Un problème avec les motos?

Conséquence, sans véritable aide adaptée, malgré l'augmentation des ventes de motos en 2019 portée par les 125 cc, la part de marché des motos électriques restent faible. Celles de fortes puissances atteignent péniblement les 1,55% du marché. Pour les équivalents 125 cc, la part de marché est de 5,1%. Par contre, les cyclos et petits scooters électriques, dont les prix démarrent à environ 1000 euros, ont représenté près d'un quart des ventes en 2019, grâce au bonus écologique.

"Nous sommes toujours les oubliés des mesures gouvernementales alors que la moto est l'une des solutions pour fluidifier la circulation et avec le virus rester confiner en portant un casque à visière et des gants", estime Philippe Monneret, ancien pilote de moto qui a fondé Easy Monneret en 2011, une école de conduite près de Paris. 

"Le vélo est parfait en ville, mais pour les moyennes distances, la moto c'est l'idéal, poursuit-il.
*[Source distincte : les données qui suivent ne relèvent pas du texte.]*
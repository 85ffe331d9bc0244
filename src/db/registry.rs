/*!
The registry of players, the case file, and cards.

Names are resolved to indices here, and only here.
Each lookup fails with a [RegistryError](crate::types::err::RegistryError) when given a name outside the registry, rather than coercing the name to something else.
Likewise, each lookup by index returns `None` when given an index outside the registry.

Entities are indexed by turn order, with the case file following the last player.
Cards are indexed suspects first, then weapons, then rooms.

```rust
# use clue_sat::config::RegistryConfig;
# use clue_sat::db::registry::Registry;
# use clue_sat::structures::entity::{Category, Entity};
let registry = Registry::from_config(&RegistryConfig::default()).unwrap();

assert_eq!(registry.entity_index("sc"), Ok(0));
assert_eq!(registry.entity_index("cf"), Ok(6));
assert_eq!(registry.entity("cf"), Ok(Entity::CaseFile));

assert_eq!(registry.card_index("mu"), Ok(0));
assert_eq!(registry.category_of(registry.card_index("st").unwrap()), Some(Category::Room));
assert!(registry.card_index("xx").is_err());
assert_eq!(registry.card_name(21), None);
```
*/

use std::collections::HashMap;

use crate::{
    config::RegistryConfig,
    misc::log::targets::{self},
    structures::entity::{CardIndex, Category, Entity, PlayerIndex},
    types::err::{self},
};

#[derive(Clone, Debug)]
pub struct Registry {
    case_file: String,

    /// Players, in turn order.
    players: Vec<String>,

    cards: Vec<String>,

    /// The category of each card, indexed by card.
    categories: Vec<Category>,

    entity_indices: HashMap<String, usize>,

    card_indices: HashMap<String, CardIndex>,
}

impl Registry {
    /// Builds a registry from the given names.
    ///
    /// Fails if there are no players, some category has no cards, or some name is given twice.
    /// Players and the case file share one namespace, and cards another, so a suspect may share the name of a player.
    pub fn from_config(config: &RegistryConfig) -> Result<Self, err::RegistryError> {
        if config.players.is_empty() {
            return Err(err::RegistryError::NoPlayers);
        }

        let mut entity_indices = HashMap::default();
        for (index, name) in config
            .players
            .iter()
            .chain(std::iter::once(&config.case_file))
            .enumerate()
        {
            if entity_indices.insert(name.clone(), index).is_some() {
                return Err(err::RegistryError::DuplicateName(name.clone()));
            }
        }

        let mut cards = Vec::default();
        let mut categories = Vec::default();
        for (category, names) in [
            (Category::Suspect, &config.suspects),
            (Category::Weapon, &config.weapons),
            (Category::Room, &config.rooms),
        ] {
            if names.is_empty() {
                return Err(err::RegistryError::EmptyCategory(category));
            }
            cards.extend(names.iter().cloned());
            categories.extend(std::iter::repeat(category).take(names.len()));
        }

        let mut card_indices = HashMap::default();
        for (index, name) in cards.iter().enumerate() {
            if card_indices.insert(name.clone(), index).is_some() {
                return Err(err::RegistryError::DuplicateName(name.clone()));
            }
        }

        log::info!(target: targets::REGISTRY, "{} players and {} cards", config.players.len(), cards.len());

        Ok(Registry {
            case_file: config.case_file.clone(),
            players: config.players.clone(),
            cards,
            categories,
            entity_indices,
            card_indices,
        })
    }

    /// A count of players, excluding the case file.
    pub fn player_count(&self) -> usize {
        self.players.len()
    }

    /// A count of entities, including the case file.
    pub fn entity_count(&self) -> usize {
        self.players.len() + 1
    }

    pub fn card_count(&self) -> usize {
        self.cards.len()
    }

    /// The names of the players, in turn order.
    pub fn players(&self) -> &[String] {
        &self.players
    }

    /// The names of the cards, in index order.
    pub fn cards(&self) -> &[String] {
        &self.cards
    }

    pub fn case_file(&self) -> &str {
        &self.case_file
    }

    /// Each entity, in index order: the players in turn order, then the case file.
    pub fn entities(&self) -> impl Iterator<Item = Entity> {
        (0..self.players.len())
            .map(Entity::Player)
            .chain(std::iter::once(Entity::CaseFile))
    }

    /// The index of the entity with the given name.
    pub fn entity_index(&self, name: &str) -> Result<usize, err::RegistryError> {
        match self.entity_indices.get(name) {
            Some(index) => Ok(*index),
            None => Err(err::RegistryError::UnknownEntity(name.to_string())),
        }
    }

    /// The entity with the given name.
    pub fn entity(&self, name: &str) -> Result<Entity, err::RegistryError> {
        let index = self.entity_index(name)?;
        self.entity_at(index)
            .ok_or_else(|| err::RegistryError::UnknownEntity(name.to_string()))
    }

    /// The player with the given name, failing if the name is that of the case file.
    pub fn player_index(&self, name: &str) -> Result<PlayerIndex, err::RegistryError> {
        match self.entity(name)? {
            Entity::Player(index) => Ok(index),
            Entity::CaseFile => Err(err::RegistryError::NotAPlayer(name.to_string())),
        }
    }

    /// The index of the card with the given name.
    pub fn card_index(&self, name: &str) -> Result<CardIndex, err::RegistryError> {
        match self.card_indices.get(name) {
            Some(index) => Ok(*index),
            None => Err(err::RegistryError::UnknownCard(name.to_string())),
        }
    }

    /// The index of an entity.
    pub fn index_of(&self, entity: Entity) -> usize {
        match entity {
            Entity::Player(index) => index,
            Entity::CaseFile => self.players.len(),
        }
    }

    /// The entity at an index, if any.
    ///
    /// The case file is at the index following the last player.
    pub fn entity_at(&self, index: usize) -> Option<Entity> {
        match index.cmp(&self.players.len()) {
            std::cmp::Ordering::Less => Some(Entity::Player(index)),
            std::cmp::Ordering::Equal => Some(Entity::CaseFile),
            std::cmp::Ordering::Greater => None,
        }
    }

    pub fn entity_name(&self, entity: Entity) -> Option<&str> {
        match entity {
            Entity::Player(index) => self.players.get(index).map(String::as_str),
            Entity::CaseFile => Some(&self.case_file),
        }
    }

    pub fn card_name(&self, card: CardIndex) -> Option<&str> {
        self.cards.get(card).map(String::as_str)
    }

    /// The category of a card, if the index is that of a card in the registry.
    pub fn category_of(&self, card: CardIndex) -> Option<Category> {
        self.categories.get(card).copied()
    }

    /// The cards of a category, in index order.
    pub fn cards_of(&self, category: Category) -> impl Iterator<Item = CardIndex> + '_ {
        self.categories
            .iter()
            .enumerate()
            .filter(move |(_, c)| **c == category)
            .map(|(card, _)| card)
    }

    /// The player following the given player in turn order, wrapping from the last player to the first.
    pub fn successor(&self, player: PlayerIndex) -> PlayerIndex {
        (player + 1) % self.players.len()
    }
}

#[cfg(test)]
mod registry_tests {
    use super::*;

    #[test]
    fn standard_game() {
        let registry = Registry::from_config(&RegistryConfig::default()).unwrap();

        assert_eq!(registry.player_count(), 6);
        assert_eq!(registry.entity_count(), 7);
        assert_eq!(registry.card_count(), 21);

        assert_eq!(registry.cards_of(Category::Suspect).count(), 6);
        assert_eq!(registry.cards_of(Category::Weapon).count(), 6);
        assert_eq!(registry.cards_of(Category::Room).count(), 9);

        assert_eq!(registry.card_index("kn"), Ok(6));
        assert_eq!(registry.category_of(6), Some(Category::Weapon));
        assert_eq!(registry.cards().len(), 21);

        let entities = registry.entities().collect::<Vec<_>>();
        assert_eq!(entities.len(), 7);
        assert!(entities[..6].iter().all(|entity| !entity.is_case_file()));
        assert!(entities[6].is_case_file());
        assert_eq!(registry.entity_name(entities[6]), Some(registry.case_file()));
    }

    #[test]
    fn unknown_names() {
        let registry = Registry::from_config(&RegistryConfig::default()).unwrap();

        assert_eq!(
            registry.entity_index("zz"),
            Err(err::RegistryError::UnknownEntity("zz".to_string()))
        );
        assert_eq!(
            registry.card_index("cf"),
            Err(err::RegistryError::UnknownCard("cf".to_string()))
        );
        assert_eq!(
            registry.player_index("cf"),
            Err(err::RegistryError::NotAPlayer("cf".to_string()))
        );
    }

    #[test]
    fn indices_outside_the_registry() {
        let registry = Registry::from_config(&RegistryConfig::default()).unwrap();

        assert_eq!(registry.entity_at(5), Some(Entity::Player(5)));
        assert_eq!(registry.entity_at(6), Some(Entity::CaseFile));
        assert_eq!(registry.entity_at(7), None);
        assert_eq!(registry.entity_at(1000), None);

        assert_eq!(registry.entity_name(Entity::Player(0)), Some("sc"));
        assert_eq!(registry.entity_name(Entity::Player(6)), None);

        assert_eq!(registry.card_name(20), Some("st"));
        assert_eq!(registry.card_name(99), None);
        assert_eq!(registry.category_of(99), None);
    }

    #[test]
    fn turn_order_wraps() {
        let registry = Registry::from_config(&RegistryConfig::default()).unwrap();

        assert_eq!(registry.successor(0), 1);
        assert_eq!(registry.successor(5), 0);
    }

    #[test]
    fn invalid_configs() {
        let mut config = RegistryConfig::default();
        config.players.push("mu".to_string());
        assert_eq!(
            Registry::from_config(&config).err(),
            Some(err::RegistryError::DuplicateName("mu".to_string()))
        );

        let mut config = RegistryConfig::default();
        config.case_file = "sc".to_string();
        assert!(Registry::from_config(&config).is_err());

        let mut config = RegistryConfig::default();
        config.weapons.clear();
        assert_eq!(
            Registry::from_config(&config).err(),
            Some(err::RegistryError::EmptyCategory(Category::Weapon))
        );

        let mut config = RegistryConfig::default();
        config.players.clear();
        assert_eq!(
            Registry::from_config(&config).err(),
            Some(err::RegistryError::NoPlayers)
        );
    }
}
Il y a un problème avec les motos, on n'en parle qu'en termes de nuisance et de risques en oubliant ce qu'elles apportent, il faut inciter le gouvernement à faire des efforts pour inciter à passer à l'électrique". 

Philippe Monneret ne baisse néanmoins pas les bras. Il est tellement convaincu de l'importance des deux roues motorisés sans émission qu'il se spécialise dans la formation à ces engins depuis le permis AM jusqu'au A. 

Mais pour la création d'une piste dédiée, il se trouve face à un problème. Si les candidats de manquent pas, "il n'est pas évident de trouver des électriques depuis les équivalents 50 cc jusqu'aux grosses cylindrées". Philippe Monneret cherche des deux-roues à vitesses automatiques, mais aussi avec embrayage, pour offrir la formation la plus complète possible. Et ces derniers manquent désespérément.

L'offre reste discrète

En effet, les modèles sans émission ne sont pas nombreux et les motards ne semblent pas séduits par l'offre existante. C'est d'ailleurs ce que pointe la FFMC pour créer une aide à la conversion réservée à l'électrique. "Pour l'instant, ces motos sont élitistes et une prime ne profiterait qu'à quelques constructeurs puisqu'il n'y a pas de choix", nous explique son porte-parole.

En effet, les motos électriques se comptent aujourd'hui sur les doigts d'une main. Malgré son prix, le C-Evolution de BMW est un succès en France mais c'est un scooter fait pour la ville. Dans les motos, les Socco se font une place dans les 125 cc, grâce à un prix très attractif de moins de 5000 euros, mais la marque est la seule à proposer des modèles à ce tarif. 

Côté motos puissantes, l'offre est quasiment inexistante. Les grandes marques de Kawasaki à Honda en passant par Triumph ou Ducati n'ont rien annoncé hormis des idées. Harley a lancé sa LiveWire il y a quelques mois, mais à plus de 30.000 euros elle cherche encore son public. 

Reste Zero Motorcycles qui est la seule marque à proposer une gamme allant de 11 kW à la SR/F qui affiche un couple de 190 Nm et 110 chevaux avec une autonomie de plus de 250 kilomètres. "La 11 kW est déjà un succès en France et surtout en région parisienne", avance le constructeur sans donner de chiffres précis. Il faut néanmoins lâcher plus de 10.000 euros pour s'en offrir une. Reste la question qui fâche: qu'en est-il des sensations que recherchent les motards?

"Outre le silence, l'absence d'émissions de CO2, ces motos sont cool, amusantes, offrent au conducteur beaucoup de couple, beaucoup de gadgets liés aux technologies que nous utilisons. Lorsqu'ils sont assis sur une de nos motos, les motards n'ont pas la sensation d'avoir 'emprunté' la moto de leurs enfants", assure Umberto Uccelli en espérant inciter les constructeurs à développe le marché.

"Ces motos représentent une alternative valable pour de nombreux habitués des motos thermiques, nous espérons également que la marque ouvrira la voie aux autres fabricants de motos".